Site Evaluation Presentation Summary:

             During my first evaluation, I presented an H&P of an Ob case with GDMA1 during my first overnight Ob shift in L&D. My site evaluator did not have much critical feedback for me, but we did have a good conversation about the different types of diabetes that might present in pregnancy, how they are managed throughout pregnancy, and how to manage intrapartum blood glucose. Things I could add to my history taking and H&P’s are further exploration of social history, especially in Ob/Gyn patients. I forgot to document asking my patient if they feel safe at home, since domestic violence and various forms of abuse need to be considered in vulnerable populations such as pediatrics, geriatrics, and pregnant patients. This is something that I will always remember to ask and document moving forward.

Typhon Totals:

Typhon OBGYN Totals

Self-Reflection:

The last 5 weeks have presented a unique set of challenges for me, both as a new student and a male trying to get his bearings in female health. At Woodhull I did not see a very high volume of patients day-to-day, but I did encounter some very unique and engrossing cases, especially in Labor & Delivery. There is still much for me to learn, especially about pharmaceutical management of intrapartum care.            Although it might seem very basic, I learned a lot about how to present myself to patients and how to be both confident as well as sensitive to a patient’s preferences during interview and physical exam. As this is my first rotation, it still feels odd to be regarded by my patients as someone who supposedly knows that their doing.

Something I observed very early on is that a lot of practitioners fall back on routine in generating their H&P’s and documentation. This sense of routine is good in terms of timeliness and consistency, but it leaves some patients uninformed or confused about the results of their exam, their prognosis, or reasons for follow-up.

I know that I am new to healthcare, and I may feel very differently about this in 5 or 10 years, but it does seem that a lot of practitioners treat the patients themselves as just another part of their routine and don’t stop to make sure patients understand their diagnoses, treatment options, and prognoses. This becomes especially apparent when practitioners use clinical language instead of layman’s terminology that patient’s not only struggle to understand what is being communicated, but they are also likely to forget much of the conversation by the time they leave the clinic. This can create confusion and anxiety for some patients. I would like to assume that I will be a conscientious communicator towards patients throughout my career, but it will likely be an active effort on my part to make sure that I do not become complacent in these areas.
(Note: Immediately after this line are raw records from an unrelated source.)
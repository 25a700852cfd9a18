//! Which recipes the current stock can make, and what is missing.
//!
//! Units are compared as stored; ingredient and batch units are assumed to
//! already agree.

use std::collections::HashMap;

use common::BatchStatus;
use common::quantity;
use sea_orm::{ColumnTrait, ConnectionTrait, DbErr, EntityTrait, QueryFilter, QuerySelect};

use crate::catalog;
use crate::entity::{batch, recipe};

/// One ingredient line checked against stock.
#[derive(Clone, Debug, PartialEq)]
pub struct IngredientCheck {
    pub item_id: i32,
    pub item_name: String,
    pub required: f64,
    pub unit: String,
    pub available: f64,
    pub shortfall: f64,
}

#[derive(Clone, Debug)]
pub struct RecipeAvailability {
    pub recipe: recipe::Model,
    pub ingredients: Vec<IngredientCheck>,
    pub feasible: bool,
}

/// Amount still needed, or zero when stock covers the requirement.
pub fn shortfall(required: f64, available: f64) -> f64 {
    if quantity::covers(available, required) {
        0.0
    } else {
        required - available
    }
}

/// Sum quantities per item.
pub fn stock_totals<I>(rows: I) -> HashMap<i32, f64>
where
    I: IntoIterator<Item = (i32, f64)>,
{
    let mut totals = HashMap::new();
    for (item_id, qty) in rows {
        *totals.entry(item_id).or_insert(0.0) += qty;
    }
    totals
}

/// True when every `(item_id, required)` pair is covered by `stock`.
/// An empty requirement list is trivially satisfied.
pub fn is_feasible(requirements: &[(i32, f64)], stock: &HashMap<i32, f64>) -> bool {
    requirements.iter().all(|&(item_id, required)| {
        quantity::covers(stock.get(&item_id).copied().unwrap_or(0.0), required)
    })
}

/// In-stock quantity per item id.
pub async fn in_stock_totals<C: ConnectionTrait>(db: &C) -> Result<HashMap<i32, f64>, DbErr> {
    let rows: Vec<(i32, f64)> = batch::Entity::find()
        .select_only()
        .column(batch::Column::ItemId)
        .column(batch::Column::Quantity)
        .filter(batch::Column::Status.eq(BatchStatus::InStock))
        .into_tuple()
        .all(db)
        .await?;
    Ok(stock_totals(rows))
}

/// Every recipe in stored order with per-ingredient availability.
pub async fn recipe_availability<C: ConnectionTrait>(
    db: &C,
) -> Result<Vec<RecipeAvailability>, DbErr> {
    let recipes = catalog::list_recipes(db).await?;
    let ingredients = catalog::list_recipe_ingredients(db).await?;
    let names: HashMap<i32, String> = catalog::list_items(db)
        .await?
        .into_iter()
        .map(|i| (i.id, i.name))
        .collect();
    let stock = in_stock_totals(db).await?;

    let mut by_recipe: HashMap<i32, Vec<IngredientCheck>> = HashMap::new();
    for ing in ingredients {
        let available = stock.get(&ing.item_id).copied().unwrap_or(0.0);
        by_recipe
            .entry(ing.recipe_id)
            .or_default()
            .push(IngredientCheck {
                item_id: ing.item_id,
                item_name: names.get(&ing.item_id).cloned().unwrap_or_default(),
                required: ing.quantity,
                unit: ing.unit,
                available,
                shortfall: shortfall(ing.quantity, available),
            });
    }

    Ok(recipes
        .into_iter()
        .map(|recipe| {
            let ingredients = by_recipe.remove(&recipe.id).unwrap_or_default();
            let requirements: Vec<(i32, f64)> =
                ingredients.iter().map(|c| (c.item_id, c.required)).collect();
            let feasible = is_feasible(&requirements, &stock);
            RecipeAvailability {
                recipe,
                ingredients,
                feasible,
            }
        })
        .collect())
}

/// Names of the recipes that can be made right now, in stored order.
pub async fn feasible_recipes<C: ConnectionTrait>(db: &C) -> Result<Vec<String>, DbErr> {
    Ok(recipe_availability(db)
        .await?
        .into_iter()
        .filter(|r| r.feasible)
        .map(|r| r.recipe.name)
        .collect())
}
My bedside manner still needs honing. If anything, I tend to overthink how I am going to approach each patient, how I will word each question or statement, and that can set a tone that is too hesitant and potentially nervous. After the first few weeks, I started to settle into a groove that was effective in establishing a rapport and trust with patients while also hitting the pertinent aspects of my HPI, ROS, and physical exam. This also pays dividends when I can tell that patients are really listening attentively during counseling and education. This can be something as simple as reminding patients to try to ambulate and use their incentive spirometers after surgery or to follow up after one month of trying a new form of birth control, but it can really shape the patients prognosis when they are attentive and compliant with education, medication, and follow-ups.